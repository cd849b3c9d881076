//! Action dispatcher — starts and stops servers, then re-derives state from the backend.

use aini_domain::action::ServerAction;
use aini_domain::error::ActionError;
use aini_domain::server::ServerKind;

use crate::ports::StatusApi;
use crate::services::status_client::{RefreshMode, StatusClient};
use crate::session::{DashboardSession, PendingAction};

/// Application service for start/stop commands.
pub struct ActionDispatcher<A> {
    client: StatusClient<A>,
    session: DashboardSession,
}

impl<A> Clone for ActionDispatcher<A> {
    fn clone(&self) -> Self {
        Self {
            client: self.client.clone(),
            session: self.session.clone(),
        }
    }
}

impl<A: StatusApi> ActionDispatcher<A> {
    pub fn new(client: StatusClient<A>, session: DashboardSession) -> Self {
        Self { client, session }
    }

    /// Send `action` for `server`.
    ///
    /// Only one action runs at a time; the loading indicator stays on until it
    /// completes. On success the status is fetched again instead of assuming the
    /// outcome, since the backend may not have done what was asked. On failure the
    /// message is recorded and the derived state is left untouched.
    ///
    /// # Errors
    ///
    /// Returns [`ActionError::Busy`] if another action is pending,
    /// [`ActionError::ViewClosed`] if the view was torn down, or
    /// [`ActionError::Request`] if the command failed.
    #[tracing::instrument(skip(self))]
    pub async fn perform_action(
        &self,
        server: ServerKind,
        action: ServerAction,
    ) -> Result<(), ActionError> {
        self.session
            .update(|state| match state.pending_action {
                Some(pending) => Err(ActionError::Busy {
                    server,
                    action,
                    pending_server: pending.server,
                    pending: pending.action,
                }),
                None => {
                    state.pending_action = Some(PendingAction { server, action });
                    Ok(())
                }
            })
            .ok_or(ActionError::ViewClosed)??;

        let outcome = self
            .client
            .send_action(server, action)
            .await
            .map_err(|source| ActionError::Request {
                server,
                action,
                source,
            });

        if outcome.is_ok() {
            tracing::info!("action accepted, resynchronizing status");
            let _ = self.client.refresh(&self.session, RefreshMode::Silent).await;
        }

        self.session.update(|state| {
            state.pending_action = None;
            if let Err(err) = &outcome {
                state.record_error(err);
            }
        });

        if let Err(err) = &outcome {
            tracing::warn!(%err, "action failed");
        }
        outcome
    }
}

▬▬▬▬▬▬▬▬▬▬

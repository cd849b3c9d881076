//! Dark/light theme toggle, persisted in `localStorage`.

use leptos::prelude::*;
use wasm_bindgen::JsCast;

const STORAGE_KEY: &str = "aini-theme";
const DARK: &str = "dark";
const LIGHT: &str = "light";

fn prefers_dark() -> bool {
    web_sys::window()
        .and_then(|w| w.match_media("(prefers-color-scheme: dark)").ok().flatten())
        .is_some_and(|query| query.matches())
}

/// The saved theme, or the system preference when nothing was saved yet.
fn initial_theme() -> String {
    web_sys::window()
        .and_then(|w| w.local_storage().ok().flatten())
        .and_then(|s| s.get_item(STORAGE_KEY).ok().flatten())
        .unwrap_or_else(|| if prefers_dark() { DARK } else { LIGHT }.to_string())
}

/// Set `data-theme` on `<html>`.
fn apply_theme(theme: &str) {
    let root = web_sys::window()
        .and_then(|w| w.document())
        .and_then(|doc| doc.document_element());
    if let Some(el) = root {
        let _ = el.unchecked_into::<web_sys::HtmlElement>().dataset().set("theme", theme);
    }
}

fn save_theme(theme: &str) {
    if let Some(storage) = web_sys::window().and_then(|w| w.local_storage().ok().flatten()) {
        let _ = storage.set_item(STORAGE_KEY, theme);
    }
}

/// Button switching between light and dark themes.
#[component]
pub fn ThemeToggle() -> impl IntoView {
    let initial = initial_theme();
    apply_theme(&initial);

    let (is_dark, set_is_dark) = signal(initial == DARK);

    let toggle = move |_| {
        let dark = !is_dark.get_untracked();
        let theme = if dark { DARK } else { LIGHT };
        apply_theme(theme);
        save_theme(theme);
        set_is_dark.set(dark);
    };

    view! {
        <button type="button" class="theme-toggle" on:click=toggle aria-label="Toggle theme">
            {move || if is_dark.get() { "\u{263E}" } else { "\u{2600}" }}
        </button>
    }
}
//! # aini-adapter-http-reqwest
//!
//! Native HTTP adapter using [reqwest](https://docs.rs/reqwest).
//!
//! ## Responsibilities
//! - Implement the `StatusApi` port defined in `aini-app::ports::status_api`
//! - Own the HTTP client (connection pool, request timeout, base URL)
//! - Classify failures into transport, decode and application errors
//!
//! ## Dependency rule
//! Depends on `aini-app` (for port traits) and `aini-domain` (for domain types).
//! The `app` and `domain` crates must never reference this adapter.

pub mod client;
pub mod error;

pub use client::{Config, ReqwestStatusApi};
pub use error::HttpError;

▬▬▬▬▬▬▬▬▬▬

**Task to carry out**
I'd like the lines above from the one with "is left untouched." up to and including the one with "#[tracing::instrument(skip(self))]" copied exactly, with no other lines.

**Response**
    /// message is recorded and the derived state is left untouched.
    ///
    /// # Errors
    ///
    /// Returns [`ActionError::Busy`] if another action is pending,
    /// [`ActionError::ViewClosed`] if the view was torn down, or
    /// [`ActionError::Request`] if the command failed.
    #[tracing::instrument(skip(self))]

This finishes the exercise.